A Reforma Tributária sobre o consumo representa uma das maiores mudanças já ocorridas no modelo de tributação brasileiro e afetará de forma direta e profunda as empresas de revenda. Mais do que uma alteração legal, trata-se de uma transformação operacional que impacta margem de lucro, formação de preços, fluxo de caixa, gestão de estoques, escolha de fornecedores e estratégia comercial.
Para o revendedor, a pergunta central deixa de ser “quanto de imposto pago” e passa a ser “quanto sobra de margem após o imposto”.
Novo Modelo de Tributação: O que muda para quem compra para revender
O sistema atual será substituído pelo IVA Dual, composto por:
- CBS (federal) – substitui PIS e COFINS;
- IBS (estadual e municipal) – substitui ICMS e ISS.
Para empresas de revenda, essa mudança altera a lógica tradicional de crédito e débito. O imposto passa a incidir de forma plena sobre o valor agregado real da operação, reduzindo distorções e eliminando benefícios baseados apenas na origem da mercadoria.
Na prática, a margem do revendedor ficará mais exposta, exigindo maior controle sobre custos, preços e créditos tributários.
Tributação no Destino: impacto direto na logística e na precificação
Com a tributação no destino, o imposto pertence ao local do consumidor final, e não mais à origem da venda.
Para o revendedor, isso significa:
- Perda de relevância de incentivos fiscais regionais;
- Necessidade de sistemas preparados para calcular corretamente o imposto em vendas interestaduais;
- Maior peso da logística, do prazo de entrega e do custo operacional na definição de preços;
- Menor vantagem competitiva baseada apenas na localização do estabelecimento.
A eficiência operacional passa a ser mais importante do que a localização geográfica.
Compras e Fornecedores: informalidade deixa de ser opção
No novo modelo, o crédito tributário passa a ser essencial para a manutenção da margem.
Para o revendedor:
- Compras com nota fiscal geram crédito e preservam a competitividade;
- Compras sem nota aumentam diretamente a carga tributária;
- Erros na nota de entrada impactam o crédito e afetam o resultado da venda;
- A escolha de fornecedores passa a ser também uma decisão tributária.
Operações informais ou mal documentadas deixam de ser viáveis economicamente.
Impactos Diretos na Gestão de Estoques
O estoque passa a ter papel estratégico na Reforma Tributária.
Principais impactos para o revendedor:
- Créditos de ICMS acumulados serão compensados de forma gradual durante a transição;
- Estoques adquiridos antes da nova sistemática podem ter impacto diferente na margem quando vendidos após a implementação;
- Produtos de baixo giro ou baixa margem podem se tornar financeiramente inviáveis;
- A velocidade de giro do estoque passa a ser fator decisivo para a saúde financeira do negócio.

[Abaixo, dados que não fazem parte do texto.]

//! Revenue questions: starting point, trajectory, growth assumptions, segments

use crate::benchmark::{Deviation, Driver};
use crate::derived;
use crate::error::Result;
use crate::format::{format_currency, format_percent, format_signed_currency, ratio};
use crate::model::fy_label;
use crate::qa::catalog::{checked, finite, Rule, RuleContext};
use crate::qa::types::{QaCategory, QaDraft};

use super::{bullets, join_paragraphs};

pub fn rules() -> Vec<Rule> {
    vec![
        Rule::new("revenue.initial", QaCategory::Revenue, 8, initial_revenue),
        Rule::new("revenue.trajectory", QaCategory::Revenue, 7, trajectory),
        Rule::new("revenue.growth_rate", QaCategory::Revenue, 9, growth_rate),
        Rule::new("revenue.segments", QaCategory::Revenue, 6, segments),
    ]
}

/// FY1 revenue against the industry's revenue_fy1 band
fn initial_revenue(ctx: &RuleContext<'_>) -> Result<Option<QaDraft>> {
    let revenue = finite("revenue_fy1", ctx.params.revenue_fy1())?;
    let range = ctx.benchmark.range(Driver::RevenueFy1);
    let deviation = range.classify(revenue);

    let summary = format!(
        "初年度売上は**{}**を計画しており、{}業界のベンチマーク（{}〜{}）に対して{}です。",
        format_currency(revenue),
        ctx.benchmark.label,
        format_currency(range.low),
        format_currency(range.high),
        deviation.tone()
    );

    let assessment = match deviation {
        Deviation::Below => {
            "保守的な立ち上がりを想定しており、上振れ余地を残した計画です。".to_string()
        }
        Deviation::Normal => format!(
            "業界の中央値（{}）と比較しても妥当な水準で、実現可能性の高い計画です。",
            format_currency(range.mid)
        ),
        Deviation::Above | Deviation::Aggressive => {
            "業界上限を上回るため、初期顧客の獲得見込みや受注済み案件など、立ち上がりを裏付ける根拠の提示が重要です。"
                .to_string()
        }
    };

    let mut blocks = vec![summary, assessment];
    if !ctx.is_executive() {
        let (growth, _) = ctx.growth()?;
        let series = ctx.revenue_series()?;
        blocks.push(format!(
            "売上成長率{}を前提に、FY5には{}へ拡大する計画です。",
            format_percent(growth),
            format_currency(series[4])
        ));
    }

    Ok(Some(
        QaDraft::new(
            "初年度の売上目標はどのような根拠で設定していますか？",
            join_paragraphs(blocks),
        )
        .with_tags(&["売上", "初年度", "ベンチマーク"]),
    ))
}

/// 5-year revenue path with year-over-year deltas
fn trajectory(ctx: &RuleContext<'_>) -> Result<Option<QaDraft>> {
    let Some(pl) = ctx.pl else {
        return Ok(None);
    };
    let revenue = checked("revenue", &pl.revenue)?;

    let cagr = ctx
        .kpis
        .and_then(|k| k.revenue_cagr)
        .filter(|c| c.is_finite())
        .or_else(|| derived::cagr(revenue));

    let summary = match cagr {
        Some(c) => format!(
            "売上はFY1の**{}**からFY5の**{}**へ拡大し、年平均成長率（CAGR）は{}です。",
            format_currency(revenue[0]),
            format_currency(revenue[4]),
            format_percent(c)
        ),
        None => format!(
            "売上はFY1の**{}**からFY5の**{}**へ推移する計画です。",
            format_currency(revenue[0]),
            format_currency(revenue[4])
        ),
    };

    let mut blocks = vec![summary];

    let deltas = derived::yoy_deltas(revenue);
    if !ctx.is_executive() {
        let growth = derived::yoy_growth(revenue);
        let lines = deltas.iter().enumerate().map(|(i, delta)| {
            let year = i + 1;
            if ctx.is_detailed() {
                format!(
                    "{}: {}（前年比 {} / {}）",
                    fy_label(year),
                    format_currency(revenue[year]),
                    format_signed_currency(*delta),
                    format_percent(growth[i])
                )
            } else {
                format!(
                    "{}: {}（前年比 {}）",
                    fy_label(year),
                    format_currency(revenue[year]),
                    format_signed_currency(*delta)
                )
            }
        });
        blocks.push(bullets(lines));
    }

    let largest = deltas
        .iter()
        .enumerate()
        .fold(None::<(usize, f64)>, |best, (i, d)| match best {
            Some((_, b)) if b >= *d => best,
            _ => Some((i, *d)),
        });
    if let Some((i, delta)) = largest.filter(|(_, d)| *d > 0.0) {
        blocks.push(format!(
            "最も伸びが大きいのは{}で、前年から{}の増加を見込んでいます。",
            fy_label(i + 1),
            format_currency(delta)
        ));
    }

    Ok(Some(
        QaDraft::new("5年間の売上推移の見通しは？", join_paragraphs(blocks))
            .with_tags(&["売上", "5年計画", "成長率"]),
    ))
}

/// Growth rate plausibility against the industry band
fn growth_rate(ctx: &RuleContext<'_>) -> Result<Option<QaDraft>> {
    let (growth, deviation) = ctx.growth()?;
    let range = ctx.benchmark.range(Driver::GrowthRate);

    let summary = format!(
        "売上成長率{}は、{}業界のベンチマーク（{}〜{}、中央値{}）に照らして**{}**です。",
        format_percent(growth),
        ctx.benchmark.label,
        format_percent(range.low),
        format_percent(range.high),
        format_percent(range.mid),
        deviation.tone()
    );

    let assessment = match deviation {
        Deviation::Below => "成長率を保守的に見積もっており、計画の下振れリスクは限定的です。一方で成長余地の説明を求められる可能性があります。",
        Deviation::Normal => "業界の成長トレンドと整合しており、無理のない成長シナリオです。",
        Deviation::Above => "業界上限をやや上回るため、新規チャネルや価格改定など成長を加速させる施策の裏付けが必要です。",
        Deviation::Aggressive => "業界水準を大きく上回るため、達成の前提となる施策と未達時の影響を併せて説明することが重要です。",
    };

    let mut blocks = vec![summary, assessment.to_string()];

    if ctx.is_detailed() && !ctx.benchmark.trends.is_empty() {
        let facts = ctx
            .benchmark
            .trends
            .iter()
            .take(2)
            .map(|t| format!("**{}**: {}", t.title, t.description));
        blocks.push(format!("業界動向として以下が挙げられます。\n{}", bullets(facts)));
    }

    Ok(Some(
        QaDraft::new(
            format!("売上成長率{}の前提は妥当ですか？", format_percent(growth)),
            join_paragraphs(blocks),
        )
        .with_tags(&["売上", "成長率", "ベンチマーク", deviation.as_str()]),
    ))
}

/// Segment mix, only when revenue is split into more than one segment
fn segments(ctx: &RuleContext<'_>) -> Result<Option<QaDraft>> {
    let Some(pl) = ctx.pl else {
        return Ok(None);
    };
    if pl.segments.len() <= 1 {
        return Ok(None);
    }

    for segment in &pl.segments {
        checked(&segment.name, &segment.revenue)?;
    }

    let fy5_total: f64 = pl.segments.iter().map(|s| s.revenue[4]).sum();
    let Some(top) = pl
        .segments
        .iter()
        .max_by(|a, b| a.revenue[4].total_cmp(&b.revenue[4]))
    else {
        return Ok(None);
    };

    let summary = format!(
        "売上は{}つのセグメントで構成され、FY5時点では**{}**が売上の{}を占める最大セグメントです。",
        pl.segments.len(),
        top.name,
        format_percent(ratio(top.revenue[4], fy5_total))
    );

    let lines = pl.segments.iter().map(|s| {
        format!(
            "{}: FY1 {} → FY5 {}（構成比 {}）",
            s.name,
            format_currency(s.revenue[0]),
            format_currency(s.revenue[4]),
            format_percent(ratio(s.revenue[4], fy5_total))
        )
    });

    Ok(Some(
        QaDraft::new("売上はどのセグメントで構成されていますか？", join_paragraphs(vec![summary, bullets(lines)]))
            .with_tags(&["売上", "セグメント"]),
    ))
}

#[cfg(test)]
mod tests {
    use crate::model::keys;
    use crate::qa::compress::paragraphs;
    use crate::qa::types::{DetailLevel, QaSettings};
    use crate::test_utils::*;

    #[test]
    fn test_initial_revenue_classification() {
        let settings = QaSettings::default();
        let draft = run_rule("revenue.initial", &saas_context(), &settings).unwrap();
        assert!(draft.answer.starts_with("初年度売上は**1.0億円**"));
        assert!(draft.answer.contains("業界標準の範囲内"));
        assert!(draft.answer.contains("FY5には"));

        let mut ctx = saas_context();
        ctx.parameters = saas_parameters().with(keys::REVENUE_FY1, 10_000_000.0);
        let draft = run_rule("revenue.initial", &ctx, &settings).unwrap();
        assert!(draft.answer.contains("保守的"));
    }

    #[test]
    fn test_initial_revenue_rejects_non_finite_growth_with_pl() {
        let mut ctx = full_saas_context();
        ctx.parameters = saas_parameters().with(keys::GROWTH_RATE, f64::INFINITY);
        assert!(try_rule("revenue.initial", &ctx, &QaSettings::default()).is_err());

        // Executive answers never quote the growth rate
        let executive = QaSettings {
            detail_level: DetailLevel::Executive,
            ..Default::default()
        };
        assert!(run_rule("revenue.initial", &ctx, &executive).is_some());
    }

    #[test]
    fn test_initial_revenue_executive_is_shorter() {
        let settings = QaSettings {
            detail_level: DetailLevel::Executive,
            ..Default::default()
        };
        let draft = run_rule("revenue.initial", &saas_context(), &settings).unwrap();
        assert_eq!(paragraphs(&draft.answer).count(), 2);
    }

    #[test]
    fn test_trajectory_requires_pl() {
        let settings = QaSettings::default();
        assert!(run_rule("revenue.trajectory", &saas_context(), &settings).is_none());

        let draft = run_rule("revenue.trajectory", &full_saas_context(), &settings).unwrap();
        assert!(draft.answer.contains("CAGR）は30.0%"));
        assert!(draft.answer.contains("- FY2: 1.3億円（前年比 +3000万円）"));
        assert!(draft.answer.contains("最も伸びが大きいのはFY5"));
    }

    #[test]
    fn test_growth_rate_detail_adds_two_trends() {
        let standard = run_rule("revenue.growth_rate", &saas_context(), &QaSettings::default())
            .unwrap();
        assert!(standard.question.contains("30.0%"));
        assert!(standard.tags.contains(&"normal".to_string()));
        assert!(!standard.answer.contains("業界動向"));

        let detailed = QaSettings {
            detail_level: DetailLevel::Detailed,
            ..Default::default()
        };
        let draft = run_rule("revenue.growth_rate", &saas_context(), &detailed).unwrap();
        assert!(draft.answer.contains("業界動向"));
        assert!(draft.answer.contains("生成AI機能の標準搭載"));
        assert!(draft.answer.contains("中小企業のDX需要拡大"));
        assert!(!draft.answer.contains("プロダクトレッドグロース"));
    }

    #[test]
    fn test_segments_need_more_than_one() {
        let settings = QaSettings::default();
        let draft = run_rule("revenue.segments", &full_saas_context(), &settings).unwrap();
        assert!(draft.answer.contains("2つのセグメント"));
        assert!(draft.answer.contains("**サブスクリプション**"));

        let mut ctx = full_saas_context();
        if let Some(pl) = ctx.pl_summary.as_mut() {
            pl.segments.truncate(1);
        }
        assert!(run_rule("revenue.segments", &ctx, &settings).is_none());
    }
}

O estoque deixa de ser apenas mercadoria e passa a ser um elemento crítico de planejamento tributário.
Precificação: margens sob pressão
A Reforma Tributária exige revisão completa da formação de preços.
Para empresas de revenda:
- Alguns produtos terão aumento real de carga tributária;
- Outros poderão ter redução, dependendo da cadeia e do tipo de cliente;
- Descontos mal planejados podem eliminar a margem líquida;
- A precificação passa a exigir simulações por produto e por canal de venda.
Vender mais não significa, necessariamente, lucrar mais.
Conclusão: o que o revendedor precisa fazer agora
Para empresas de revenda, a Reforma Tributária não é apenas uma mudança fiscal, é uma mudança no modelo de negócio.
Sem planejamento, os principais riscos são: perda de margem, desequilíbrio de caixa, estoques inviáveis e aumento de passivos fiscais.
As empresas que se anteciparem, revisarem fornecedores, estoques, preços, cadastros e sistemas terão vantagem competitiva.